I am thinking that I'll ask The Younger Daughter to keep an eye on how those particular businesses fare over the coming year. It'll be interesting to see if they're still around a few months from now. Their floundering attempts suggest their days are numbered, but you never know. Sometimes even the most inept business owners manage to survive despite their best attempts to destroy themselves.

As for finding some Mexican food that isn't so bland it could be served in nursing homes, I'm beginning to think that we'll have to venture south of the border. The Younger Daughter tells me that co-workers have mentioned there are good restaurants in Agua Prieta, although I'm not sure it's worth the hassle to go that far.

Thursday, March 9, 2017

Not enough tinfoil in the world

I'm beginning to wonder just who's crazier: The Donald with his weird, paranoid fantasies about former president Obama or the pundits and others who treat those fantasies as though they have some basis in reality. You know, every administration has a tendency to blame some problems on its predecessor, do some pointing back and saying, in essence, we wouldn't be in this mess if it hadn't been for the previous president's failed policies. That's normal political behavior.

What isn't normal is for a current President to do bizarre rants or go on Twitter accusing his predecessor of actively conspiring against him now. One of The Donald's favorite themes recently has been that all the protests against him or his administration are being coordinated by former President Obama. Not content to fantasize about ongoing conspiracies in the here and now, The Donald then accused President Obama of wiretapping Trump's phones during the campaign.

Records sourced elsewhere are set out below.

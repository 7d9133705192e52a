use super::handlers;
use super::state::AppState;
use axum::{routing::get, Router};
use tower_http::trace::TraceLayer;

/// Create the HTTP router with all routes
pub fn create_router(state: AppState) -> Router {
    Router::new()
        // Health check
        .route("/health", get(handlers::health_check))
        // Operational status
        .route("/status", get(handlers::get_status))
        .route(
            "/status/calls/:interaction_id",
            get(handlers::get_call_status),
        )
        // Add tracing middleware for request logging
        .layer(TraceLayer::new_for_http())
        .with_state(state)
}
use async_trait::async_trait;
use futures::future::BoxFuture;
use serde::Serialize;
use std::sync::atomic::{AtomicBool, AtomicU64, Ordering};
use std::sync::Arc;
use tokio::sync::watch;

use super::envelope::Envelope;
use super::error::BusResult;

/// A message handed to a subscriber
#[derive(Debug, Clone)]
pub struct Delivery {
    /// Backend-specific message id (stream entry id, topic-partition-offset, ...)
    pub message_id: String,
    pub topic: String,
    pub envelope: Envelope,
    /// True when the message was reclaimed from a previous consumer
    pub redelivered: bool,
}

/// Per-message callback registered with [`MessageBus::subscribe`]
///
/// Returning `Ok` lets the adapter acknowledge the message. Returning `Err`
/// leaves it unacknowledged so the broker redelivers it.
#[async_trait]
pub trait MessageHandler: Send + Sync {
    async fn handle(&self, delivery: &Delivery) -> anyhow::Result<()>;
}

/// Adapts an async closure into a [`MessageHandler`]
pub struct FnHandler<F>(pub F);

#[async_trait]
impl<F> MessageHandler for FnHandler<F>
where
    F: Fn(Delivery) -> BoxFuture<'static, anyhow::Result<()>> + Send + Sync,
{
    async fn handle(&self, delivery: &Delivery) -> anyhow::Result<()> {
        (self.0)(delivery.clone()).await
    }
}

/// Handle returned by [`MessageBus::subscribe`]
#[derive(Debug, Clone)]
pub struct SubscriptionHandle {
    id: String,
    topic: String,
    stop_tx: Arc<watch::Sender<bool>>,
    active: Arc<AtomicBool>,
}

impl SubscriptionHandle {
    pub fn new(topic: &str) -> (Self, watch::Receiver<bool>) {
        let (stop_tx, stop_rx) = watch::channel(false);
        let handle = Self {
            id: format!("sub-{}", uuid::Uuid::new_v4()),
            topic: topic.to_string(),
            stop_tx: Arc::new(stop_tx),
            active: Arc::new(AtomicBool::new(true)),
        };
        (handle, stop_rx)
    }

    pub fn id(&self) -> &str {
        &self.id
    }

    pub fn topic(&self) -> &str {
        &self.topic
    }

    pub fn is_active(&self) -> bool {
        self.active.load(Ordering::SeqCst)
    }

    /// Ask the read loop to stop after its in-flight read completes
    pub fn unsubscribe(&self) {
        if self.active.swap(false, Ordering::SeqCst) {
            let _ = self.stop_tx.send(true);
        }
    }
}

/// Broker-agnostic publish/subscribe contract
///
/// Delivery is at-least-once. Within one subscription, messages are handled
/// one at a time in delivery order.
#[async_trait]
pub trait MessageBus: Send + Sync {
    /// Serialize and append a message to `topic`, returning its id
    async fn publish(&self, topic: &str, message: &Envelope) -> BusResult<String>;

    /// Join the configured consumer group on `topic`
    async fn subscribe(
        &self,
        topic: &str,
        handler: Arc<dyn MessageHandler>,
    ) -> BusResult<SubscriptionHandle>;

    /// Mark a message as processed. Acking twice or acking an unknown id is a no-op.
    async fn ack(&self, handle: &SubscriptionHandle, message_id: &str) -> BusResult<()>;

    /// Stop every subscription and release connections
    async fn close(&self) -> BusResult<()>;

    fn metrics(&self) -> BusMetricsSnapshot;

    /// Backend name for logging
    fn name(&self) -> &str;
}

/// Counters shared by the adapter, its read loops and its connection pool
#[derive(Debug, Default)]
pub struct BusMetrics {
    pub connections_created: AtomicU64,
    pub connections_reused: AtomicU64,
    pub connections_closed: AtomicU64,
    pub connections_invalidated: AtomicU64,
    pub messages_published: AtomicU64,
    pub messages_processed: AtomicU64,
    pub messages_failed: AtomicU64,
    pub messages_acked: AtomicU64,
    pub messages_reclaimed: AtomicU64,
    pub malformed_messages: AtomicU64,
    pub backoff_rejections: AtomicU64,
    pub transient_errors: AtomicU64,
}

impl BusMetrics {
    pub fn incr(counter: &AtomicU64) {
        counter.fetch_add(1, Ordering::Relaxed);
    }

    pub fn snapshot(&self) -> BusMetricsSnapshot {
        let get = |c: &AtomicU64| c.load(Ordering::Relaxed);
        BusMetricsSnapshot {
            connections_created: get(&self.connections_created),
            connections_reused: get(&self.connections_reused),
            connections_closed: get(&self.connections_closed),
            connections_invalidated: get(&self.connections_invalidated),
            messages_published: get(&self.messages_published),
            messages_processed: get(&self.messages_processed),
            messages_failed: get(&self.messages_failed),
            messages_acked: get(&self.messages_acked),
            messages_reclaimed: get(&self.messages_reclaimed),
            malformed_messages: get(&self.malformed_messages),
            backoff_rejections: get(&self.backoff_rejections),
            transient_errors: get(&self.transient_errors),
        }
    }
}

#[derive(Debug, Clone, Default, PartialEq, Eq, Serialize)]
pub struct BusMetricsSnapshot {
    pub connections_created: u64,
    pub connections_reused: u64,
    pub connections_closed: u64,
    pub connections_invalidated: u64,
    pub messages_published: u64,
    pub messages_processed: u64,
    pub messages_failed: u64,
    pub messages_acked: u64,
    pub messages_reclaimed: u64,
    pub malformed_messages: u64,
    pub backoff_rejections: u64,
    pub transient_errors: u64,
}
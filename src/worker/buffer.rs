use std::collections::VecDeque;
use std::time::Duration;
use tokio::time::Instant;

/// Bytes per PCM16 mono sample
pub const BYTES_PER_SAMPLE: usize = 2;

/// Duration of `bytes` of PCM16 mono audio at `sample_rate`
pub fn audio_duration(bytes: usize, sample_rate: u32) -> Duration {
    if sample_rate == 0 {
        return Duration::ZERO;
    }
    let samples = (bytes / BYTES_PER_SAMPLE) as u64;
    Duration::from_micros(samples * 1_000_000 / sample_rate as u64)
}

/// Smallest sample-aligned byte count lasting at least `duration`
fn bytes_at_least(duration: Duration, sample_rate: u32) -> usize {
    let micros = duration.as_micros() as u64 * sample_rate as u64;
    let samples = micros.div_ceil(1_000_000);
    (samples as usize).max(1) * BYTES_PER_SAMPLE
}

/// Largest sample-aligned byte count lasting at most `duration`
fn bytes_at_most(duration: Duration, sample_rate: u32) -> usize {
    let samples = duration.as_micros() as u64 * sample_rate as u64 / 1_000_000;
    (samples as usize).max(1) * BYTES_PER_SAMPLE
}

/// Accumulated audio for one call
#[derive(Debug)]
pub struct CallBuffer {
    pub interaction_id: String,
    pub tenant_id: String,
    pub sample_rate: u32,
    chunks: VecDeque<Vec<u8>>,
    bytes: usize,
    pub created_at: Instant,
    pub last_chunk_received_at: Instant,
    pub has_sent_initial_chunk: bool,
    /// Single-flight guard for provider calls
    pub flush_in_flight: bool,
    /// Next transcript sequence number
    pub next_seq: u64,
    /// Set when a call-end message arrives
    pub ended_at: Option<Instant>,
    /// Distinguishes a re-created buffer from an earlier one with the same id
    pub generation: u64,
}

impl CallBuffer {
    pub fn new(interaction_id: &str, tenant_id: &str, sample_rate: u32, now: Instant) -> Self {
        Self {
            interaction_id: interaction_id.to_string(),
            tenant_id: tenant_id.to_string(),
            sample_rate,
            chunks: VecDeque::new(),
            bytes: 0,
            created_at: now,
            last_chunk_received_at: now,
            has_sent_initial_chunk: false,
            flush_in_flight: false,
            next_seq: 0,
            ended_at: None,
            generation: 0,
        }
    }

    pub fn append(&mut self, pcm: Vec<u8>, now: Instant) {
        self.bytes += pcm.len();
        self.chunks.push_back(pcm);
        self.last_chunk_received_at = now;
    }

    pub fn len_bytes(&self) -> usize {
        self.bytes
    }

    pub fn is_empty(&self) -> bool {
        self.bytes == 0
    }

    pub fn duration(&self) -> Duration {
        audio_duration(self.bytes, self.sample_rate)
    }

    pub fn chunk_count(&self) -> usize {
        self.chunks.len()
    }

    /// Drain the buffer into provider-sized pieces.
    ///
    /// Each piece lasts at least `min` and at most `max`. A trailing
    /// remainder shorter than `min` stays in the buffer. Nothing is taken
    /// while the buffer holds less than `min`.
    pub fn take_pieces(&mut self, min: Duration, max: Duration) -> Vec<Vec<u8>> {
        let min_bytes = bytes_at_least(min, self.sample_rate);
        let max_bytes = bytes_at_most(max, self.sample_rate).max(min_bytes);

        if self.bytes < min_bytes {
            return Vec::new();
        }

        let mut audio = Vec::with_capacity(self.bytes);
        for chunk in self.chunks.drain(..) {
            audio.extend_from_slice(&chunk);
        }
        self.bytes = 0;

        let mut pieces = Vec::new();
        let mut rest = audio.as_slice();
        while rest.len() >= max_bytes {
            let (piece, tail) = rest.split_at(max_bytes);
            pieces.push(piece.to_vec());
            rest = tail;
        }
        if rest.len() >= min_bytes {
            pieces.push(rest.to_vec());
        } else if !rest.is_empty() {
            self.bytes = rest.len();
            self.chunks.push_front(rest.to_vec());
        }

        pieces
    }
}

Holy wah, the stupid, it burns! The man is so frelling insane that he can't see how totally illogical that particular bizarre delusion is. As a number of memes kicking around on Facebook have noted, this delusion of The Donald's posits that President Obama asked to have The Donald's phones tapped in order, one supposes, to gather dirt on Trump to help the Democrats in some fashion. Having gone through the effort of tapping the phones, Obama then does what? Nothing? Just sits back and allows The Donald to win? Or is The Donald trying to claim that look, the Democrats tried to find some dirt on me and failed? Is the whole wiretap claim a weird way of trying to deflect the contact with the Russians allegations?

I don't know. From where I sit, it seems like every day Trump does something crazier, something even more "the emperor has no clothes" in its obvious craziness, but almost no one in the media is willing to say so. Every so often there are hints, one or two brave souls who come right out and say something is lunacy, but they're still being drowned out by the enablers and the butt snorklers.

And, for what it may be worth, a slight digression. One of my right-wing acquaintances sent me a meme today that basically repeated all of Trump's delusions -- the millions of fraudulent votes cast, ballot box stuffing, wiretaps, you name it -- and then ended with a triumphant "And the Democrats still lost!" Which to me proves that Trump's supporters need the tinfoil as much as he does. Because let's face it, if the Democrats had actually done even one of the multiple things Trump claims they did, Hillary Clinton would be in the White House now.

Wednesday, March 8, 2017

Book Review: Hildegard of Bingen: A Visionary Life

Sabina Flanagan's Hildegard of Bingen: A Visionary Life had been gathering dust on a bookshelf at the Retirement Bunker for years. I'm not sure where it came from; it's a trade paperback so odds are that either I or the Younger Daughter ordered it from the Quality Paperback Book Club back in the '90s and then never got aorund to reading it. We both like history and we both have a passing interest in the Middle Ages, although it's not an area of specialty for either of us.

Hildegard of Bingen definitely falls into the Middle Ages. She was born in 1098 and died in 1179. There were a lot of passing pop culture references to her a decade or so back -- she apparently composed music which was suddenly influencing various New Age musicians -- and that may have piqued our curiousity at the time.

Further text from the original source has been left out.